DESCRIPTION OF THE TASK: Scan the records below. Report the number of lines containing the word "aegis", and nothing more.

Stored data entries:
★ ★ ★

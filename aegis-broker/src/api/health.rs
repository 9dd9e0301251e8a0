//! Health check endpoint

use axum::{extract::State, routing::get, Json, Router};
use chrono::Utc;
use serde::Serialize;

use crate::AppState;

/// Health check response
#[derive(Debug, Serialize)]
pub struct HealthResponse {
    /// Service status (e.g., "ok")
    pub status: String,
    /// Module name ("aegis-broker")
    pub module: String,
    /// Crate version from Cargo.toml
    pub version: String,
    /// Seconds since service started
    pub uptime_seconds: u64,
}

/// GET /health
///
/// Health check endpoint for monitoring.
pub async fn health_check(State(state): State<AppState>) -> Json<HealthResponse> {
    let uptime = Utc::now().signed_duration_since(state.startup_time);

    Json(HealthResponse {
        status: "ok".to_string(),
        module: "aegis-broker".to_string(),
        version: env!("CARGO_PKG_VERSION").to_string(),
        uptime_seconds: uptime.num_seconds().max(0) as u64,
    })
}

/// Build health check routes
pub fn health_routes() -> Router<AppState> {
    Router::new().route("/health", get(health_check))
}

★ ★ ★

WRITTEN RESPONSE: 3